Global Math and Reading Assessment Indicates Widespread Post-Pandemic Learning Loss

students in class | Photo 36904873 © Tyler Olson |

A recent global assessment of 15-year-olds’ math and reading skills shows that the United States lags far behind its peer nations in math while performing unexpectedly well in reading. The Program for International Student Assessment (PISA) test compares students from over 100 countries. The results from the 2022 test, the first since the pandemic, show major declines in American students’ math performance and a surprising stability in reading scores.

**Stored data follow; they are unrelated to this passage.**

//! UseCase: 会話相手一覧と未読数の取得

use std::{cmp::Reverse, collections::HashMap, sync::Arc};

use crate::domain::{Message, MessageRepository, UserId, UserRepository};

use super::error::QueryError;

/// One entry of the caller's conversation list.
#[derive(Debug, Clone, PartialEq, Eq)]
pub struct Peer {
    pub id: UserId,
    pub last_message: Option<Message>,
}

/// 会話相手一覧のユースケース
pub struct ListPeersUseCase {
    messages: Arc<dyn MessageRepository>,
    users: Arc<dyn UserRepository>,
}

impl ListPeersUseCase {
    pub fn new(messages: Arc<dyn MessageRepository>, users: Arc<dyn UserRepository>) -> Self {
        Self { messages, users }
    }

    /// Every known user except `caller`.
    ///
    /// Peers with a conversation come first, most recent message first;
    /// the rest follow in id order.
    pub async fn execute(&self, caller: &UserId) -> Result<Vec<Peer>, QueryError> {
        let mut peers = Vec::new();
        for id in self.users.list_except(caller).await {
            let last_message = self.messages.last_message_between(caller, &id).await?;
            peers.push(Peer { id, last_message });
        }
        // list_except は ID 順なので安定ソートで同順位は ID 順のまま
        peers.sort_by_key(|peer| {
            Reverse(
                peer.last_message
                    .as_ref()
                    .map(|m| (m.created_at, m.id.clone())),
            )
        });
        Ok(peers)
    }
}

/// 未読数取得のユースケース
pub struct UnreadCountsUseCase {
    messages: Arc<dyn MessageRepository>,
}

impl UnreadCountsUseCase {
    pub fn new(messages: Arc<dyn MessageRepository>) -> Self {
        Self { messages }
    }

    /// Unseen messages addressed to `caller`, per sender. Senders with no
    /// unseen messages are absent.
    pub async fn execute(&self, caller: &UserId) -> Result<HashMap<UserId, usize>, QueryError> {
        Ok(self.messages.unread_counts(caller).await?)
    }
}
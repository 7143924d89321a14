//! InMemory Message Repository 実装
//!
//! ドメイン層が定義する MessageRepository trait の具体的な実装。
//! HashMap をインメモリ DB として使用します。

use std::collections::HashMap;

use async_trait::async_trait;
use tokio::sync::Mutex;

use crate::domain::{Message, MessageId, MessageRepository, RepositoryError, UserId};

/// インメモリ Message Repository 実装
#[derive(Default)]
pub struct InMemoryMessageRepository {
    messages: Mutex<HashMap<MessageId, Message>>,
}

impl InMemoryMessageRepository {
    pub fn new() -> Self {
        Self::default()
    }
}

#[async_trait]
impl MessageRepository for InMemoryMessageRepository {
    async fn insert(&self, message: Message) -> Result<(), RepositoryError> {
        let mut messages = self.messages.lock().await;
        if messages.contains_key(&message.id) {
            return Err(RepositoryError::DuplicateMessage(
                message.id.as_str().to_string(),
            ));
        }
        messages.insert(message.id.clone(), message);
        Ok(())
    }

    async fn find_by_id(&self, id: &MessageId) -> Result<Option<Message>, RepositoryError> {
        let messages = self.messages.lock().await;
        Ok(messages.get(id).cloned())
    }

    async fn update(&self, message: Message) -> Result<(), RepositoryError> {
        let mut messages = self.messages.lock().await;
        match messages.get_mut(&message.id) {
            Some(stored) => {
                *stored = message;
                Ok(())
            }
            None => Err(RepositoryError::MessageNotFound(
                message.id.as_str().to_string(),
            )),
        }
    }

    async fn find_conversation(
        &self,
        a: &UserId,
        b: &UserId,
    ) -> Result<Vec<Message>, RepositoryError> {
        let messages = self.messages.lock().await;
        let mut conversation: Vec<Message> = messages
            .values()
            .filter(|m| m.is_between(a, b))
            .cloned()
            .collect();
        conversation.sort_by(|x, y| x.order_key().cmp(&y.order_key()));
        Ok(conversation)
    }

    async fn mark_seen(
        &self,
        sender: &UserId,
        receiver: &UserId,
    ) -> Result<usize, RepositoryError> {
        let mut messages = self.messages.lock().await;
        let updated = messages
            .values_mut()
            .filter(|m| &m.sender_id == sender && &m.receiver_id == receiver)
            .map(Message::mark_seen)
            .filter(|changed| *changed)
            .count();
        Ok(updated)
    }

    async fn unread_counts(
        &self,
        receiver: &UserId,
    ) -> Result<HashMap<UserId, usize>, RepositoryError> {
        let messages = self.messages.lock().await;
        let mut counts: HashMap<UserId, usize> = HashMap::new();
        for message in messages
            .values()
            .filter(|m| &m.receiver_id == receiver && !m.seen)
        {
            *counts.entry(message.sender_id.clone()).or_default() += 1;
        }
        Ok(counts)
    }

    async fn last_message_between(
        &self,
        a: &UserId,
        b: &UserId,
    ) -> Result<Option<Message>, RepositoryError> {
        let messages = self.messages.lock().await;
        Ok(messages
            .values()
            .filter(|m| m.is_between(a, b))
            .max_by(|x, y| x.order_key().cmp(&y.order_key()))
            .cloned())
    }
}
//! Data Transfer Objects (DTOs).
//!
//! The wire objects themselves live in `hanashi_shared::protocol` so the
//! client decodes exactly what the server encodes; this module only holds the
//! conversions from domain entities.

pub mod conversion;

American students’ math performance has long lagged behind other countries in the Organization for Economic Co-operation and Development (OECD), a group of 38 industrialized countries primarily comprising nations in Europe and Asia. This trend continued in 2022, with the U.S. ranking 28th out of 37 OECD countries, scoring an average of 465 points on the test—7 points lower than the average score for OECD countries

U.S. scores declined sharply from 2018, the last time the test was administered before the pandemic, with scores dipping 13 points. But while this decline is concerning, it pales in comparison to the overall decline across OECD countries, whose average score decline was 17 points.

And this decline continued in OECD reading scores. Between 2018 and 2022, the OECD average reading score declined 9 points, while U.S. scores only declined a single point. In all, U.S. students had one of the lowest score declines among OCED countries. Only four countries—Korea, Israel, Italy, and Japan—saw improvements in reading scores between 2018 and 2022, while 18 OCED countries saw double-digit declines.

The United States’ performance on the PISA reading test is surprising, given documented declines in U.S. student reading performance following the pandemic. The National Assessment of Educational Progress (NAEP), also called the “Nation’s Report Card,” recently found historic declines in reading scores among 13-year-olds between 2020 and 2023.

It is unclear why American students’ reading scores on the PISA test remained stable while other countries, with varying pandemic school closure policies, performed worse. However, considering the numerous other comprehensive examinations showing U.S. math and reading declines, even greater declines among peer nations indicate a staggering volume of global post-pandemic learning loss.